In a surprising development, depression drugs such as Effexor may be advantageous to those suffering from Alzheimer's disease.

In a surprising development, researcher's found that depression drugs such as Effexor may be advantageous to those suffering from Alzheimer's disease. 

A recent study by researchers at the Columbia University Medical Center found that Alzheimer's patients also suffering from depression may see a faster deterioration of motor skills than patients not suffering from depression. 

The reasons for the discrepancy are unknown, however, the scientists who spearheaded the study suggested that mental health treatment for Alzheimer's patients may slow the effects of the disease. 

That may include prescribing depression medication, such as Effexor. 

"This is the first paper to show that declines in function and cognition are inter-related over time, and that the presence of depression is associated with more rapid functional decline," said Dr. Yaakov Stern, director of the Cognitive Neuroscience Division of the Department of Neurology at the university. 
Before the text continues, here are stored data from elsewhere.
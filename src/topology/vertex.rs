use super::wall::WallKind;
use crate::math::Point2;

slotmap::new_key_type! {
    /// Stable identifier for a wall vertex in the wall store.
    pub struct WallVertexId;
}

/// A wall endpoint and the walls meeting at it.
#[derive(Debug, Clone)]
pub struct WallVertex {
    /// The 2D position of the vertex.
    pub position: Point2,
    /// Adjacent vertices with the kind of wall joining them.
    pub neighbours: Vec<(WallVertexId, WallKind)>,
}

impl WallVertex {
    /// Creates an unconnected vertex at the given point.
    #[must_use]
    pub fn new(position: Point2) -> Self {
        Self {
            position,
            neighbours: Vec::new(),
        }
    }

    /// Kind of the wall to `other`, if one exists.
    #[must_use]
    pub fn wall_to(&self, other: WallVertexId) -> Option<WallKind> {
        self.neighbours
            .iter()
            .find_map(|&(id, kind)| (id == other).then_some(kind))
    }
}
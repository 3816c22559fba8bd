use std::collections::HashMap;

use super::{edge_key, is_synthetic};
use crate::graph::{Graph, WeightedGraph};
use crate::math::lerp;

/// Interpolated navigation vertices of each synthetic edge, keyed by
/// `(larger id, smaller id)`.
pub type EdgeVertices = HashMap<(usize, usize), Vec<usize>>;

/// Builds the navigation graph of a completed mesh from its regions.
///
/// Every synthetic edge gets `verts_per_edge` evenly spaced vertices, shared by
/// the two regions it borders. All vertices on one region's boundary are then
/// joined pairwise by straight-line edges.
#[derive(Debug)]
pub struct BuildNavGraph<'a> {
    mesh: &'a Graph,
    regions: &'a [Vec<usize>],
    verts_per_edge: usize,
}

impl<'a> BuildNavGraph<'a> {
    /// Creates a new navigation graph build.
    #[must_use]
    pub fn new(mesh: &'a Graph, regions: &'a [Vec<usize>], verts_per_edge: usize) -> Self {
        Self {
            mesh,
            regions,
            verts_per_edge,
        }
    }

    /// Executes the build, returning the graph and the vertices placed on each edge.
    #[must_use]
    pub fn execute(&self) -> (WeightedGraph, EdgeVertices) {
        let mut graph = WeightedGraph::new();
        let mut edge_vertices = EdgeVertices::new();
        #[allow(clippy::cast_precision_loss)]
        let spacing = (self.verts_per_edge + 1) as f64;

        for region in self.regions {
            let mut members = Vec::new();
            for (i, &a) in region.iter().enumerate() {
                let b = region[(i + 1) % region.len()];
                if !is_synthetic(self.mesh, a, b) {
                    continue;
                }
                let key = edge_key(a, b);
                // Interpolated from the smaller id, whichever region gets here first.
                let placed = edge_vertices.entry(key).or_insert_with(|| {
                    let (pa, pb) = (self.mesh.position(key.1), self.mesh.position(key.0));
                    (1..=self.verts_per_edge)
                        .map(|step| {
                            #[allow(clippy::cast_precision_loss)]
                            let t = step as f64 / spacing;
                            graph.add_vertex(lerp(&pa, &pb, t))
                        })
                        .collect()
                });
                members.extend_from_slice(placed);
            }
            for (i, &a) in members.iter().enumerate() {
                for &b in &members[..i] {
                    graph.set_euclidean(a, b);
                }
            }
        }

        (graph, edge_vertices)
    }
}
Because nearly half of all Alzheimer's patients experience symptoms of depression, the study may change the way the disease is treated. 

Already, the scientists responsible for the findings indicated that medical professionals should be monitoring levels of depression, anxiety and other mental disorders, as they may affect the prognosis for Alzheimer's patients. 

Besides using proven drugs that can often be purchased at an online pharmacy, there are many ways in which to fight the effects of depression that could be applicable to Alzheimer's patients. 

According to the National Institutes of Health (NIH), those who suffer from depression are often hesitant to reveal their struggle. However, it is essential to tell a doctor as he or she can recommend proper treatment

One of the best resources that can aid depressed individuals is a support group. Support groups provide coping skills and a social structure that many can rely on, particularly in the wake of major lifestyle changes that may have brought on the depression symptoms. 

If a family member is experiencing symptoms, making sure to be there for him or her is important, according to the NIH. Accompanying loved ones to doctors appointments can strengthen their resolve and let them know they are  supported.